An Interview with Sara Greenberg in Dallas, Part 1

I am performing April 18 in Dallas, Texas at the Dallas Museum of Art in the Horchow Auditorium (which is beautiful) Here is the link.

Sara Greenberg asked me a series of questions to promote the event. I found them very entertaining. I thought I would share our exchange. Her questions go to the heart of acting and writing.

Sara: As an actor, you enter the psyche of the character you are portraying. As a memoir writer, you turn the microscope around to inspect your own innermost thoughts and personal history. What do you find most challenging about working in an artistic mode that exposes your private life and requires you to be introspective?

Me: Actors have someone else providing a story. Hopefully, it is in three acts. A clear beginning, middle, and end are luxuries the memoir writer does not have. I would argue the central element to any scripted entertainment is revealing what is hidden. This principle is as true for Oedipus learning the tragic truth of his family history – to Bill Murray realizing time has stopped in Groundhog Day. When you write a memoir you often don’t know your own motivations. As you write, you may be delighted or horrified by what you have hidden from yourself. I believe this is why all writers drink.

I think one of the most important elements of writing a memoir is to be truthful and not clever. If you endeavor to tell a true story, the story can continue. In My Adventures with God, there are three longer storylines that have surprising “third acts.” They only exist because I told truthful first acts and I lived long enough to see the surprising reveal of “what was hidden.”

Obviously when you act, teachers always hammer students to be “truthful.” That doesn’t happen sometimes in Hollywood. Writers or directors may want you to produce a phony response to help prop up a hastily patched together logic. Being able to lie with a straight face may be one of the greatest talents a professional actor can possess.
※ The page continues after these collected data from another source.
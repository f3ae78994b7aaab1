use serde::Serialize;

use crate::error::{EngineError, EngineResult};
use crate::facs::channels::{RawChannel, RawSample};

/// The five action units the detector works with.
#[derive(Debug, Clone, Copy, PartialEq, Eq, Hash)]
pub enum ActionUnit {
    /// Cheek raiser.
    Au6,
    /// Lip corner puller.
    Au12,
    /// Brow lowerer.
    Au4,
    /// Lip corner depressor.
    Au15,
    /// Jaw drop.
    Au26,
}

impl ActionUnit {
    pub const ALL: [ActionUnit; 5] = [
        ActionUnit::Au6,
        ActionUnit::Au12,
        ActionUnit::Au4,
        ActionUnit::Au15,
        ActionUnit::Au26,
    ];

    pub fn as_str(&self) -> &'static str {
        match self {
            Self::Au6 => "au6",
            Self::Au12 => "au12",
            Self::Au4 => "au4",
            Self::Au15 => "au15",
            Self::Au26 => "au26",
        }
    }

    /// Raw channels feeding this unit. Paired channels are averaged.
    pub fn sources(&self) -> &'static [RawChannel] {
        match self {
            Self::Au6 => &[RawChannel::CheekRaiserL, RawChannel::CheekRaiserR],
            Self::Au12 => &[RawChannel::LipCornerPullerL, RawChannel::LipCornerPullerR],
            Self::Au4 => &[RawChannel::BrowLowererL, RawChannel::BrowLowererR],
            Self::Au15 => &[
                RawChannel::LipCornerDepressorL,
                RawChannel::LipCornerDepressorR,
            ],
            Self::Au26 => &[RawChannel::JawDrop],
        }
    }
}

/// Action unit intensities (0-1). Also used for baselines and deltas.
#[derive(Debug, Clone, Copy, Default, PartialEq, Serialize)]
pub struct ActionUnits {
    pub au6: f32,
    pub au12: f32,
    pub au4: f32,
    pub au15: f32,
    pub au26: f32,
}

impl ActionUnits {
    pub fn splat(v: f32) -> Self {
        Self {
            au6: v,
            au12: v,
            au4: v,
            au15: v,
            au26: v,
        }
    }

    pub fn get(&self, unit: ActionUnit) -> f32 {
        match unit {
            ActionUnit::Au6 => self.au6,
            ActionUnit::Au12 => self.au12,
            ActionUnit::Au4 => self.au4,
            ActionUnit::Au15 => self.au15,
            ActionUnit::Au26 => self.au26,
        }
    }

    pub fn get_mut(&mut self, unit: ActionUnit) -> &mut f32 {
        match unit {
            ActionUnit::Au6 => &mut self.au6,
            ActionUnit::Au12 => &mut self.au12,
            ActionUnit::Au4 => &mut self.au4,
            ActionUnit::Au15 => &mut self.au15,
            ActionUnit::Au26 => &mut self.au26,
        }
    }

    pub fn map(&self, f: impl Fn(f32) -> f32) -> Self {
        self.zip_with(self, |v, _| f(v))
    }

    /// Componentwise combination of two vectors.
    pub fn zip_with(&self, other: &Self, f: impl Fn(f32, f32) -> f32) -> Self {
        let mut out = Self::default();
        for unit in ActionUnit::ALL {
            *out.get_mut(unit) = f(self.get(unit), other.get(unit));
        }
        out
    }

    pub fn iter(&self) -> impl Iterator<Item = (ActionUnit, f32)> + '_ {
        ActionUnit::ALL.into_iter().map(move |u| (u, self.get(u)))
    }
}

/// Collapses left/right raw channel pairs into action units.
#[derive(Debug, Clone, Copy, Default)]
pub struct ChannelAggregator;

impl ChannelAggregator {
    pub fn new() -> Self {
        Self
    }

    /// Average every source pair. A channel that is absent or non-finite
    /// fails the whole sample; finite values are clamped into [0, 1].
    pub fn aggregate(&self, sample: &RawSample) -> EngineResult<ActionUnits> {
        let mut aus = ActionUnits::default();
        for unit in ActionUnit::ALL {
            let sources = unit.sources();
            let mut sum = 0.0;
            for &channel in sources {
                let value = sample
                    .get(channel)
                    .ok_or(EngineError::MissingChannel(channel))?;
                if !value.is_finite() {
                    return Err(EngineError::NonFiniteChannel { channel, value });
                }
                sum += value.clamp(0.0, 1.0);
            }
            *aus.get_mut(unit) = sum / sources.len() as f32;
        }
        Ok(aus)
    }
}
Sara: Are there any creative devices/exercises you use as an actor that help you as a writer, or vis-a-versa?

Me: I never think of anything I do as tricks. At a certain point I started calling them life choices. I like to work on acting parts or write stories early in the morning or late at night. Quiet is the most important part of the creative process. I work in my sleep. I always keep pen and paper by the bed in case an idea comes to me in a dream. If you let them – they will come.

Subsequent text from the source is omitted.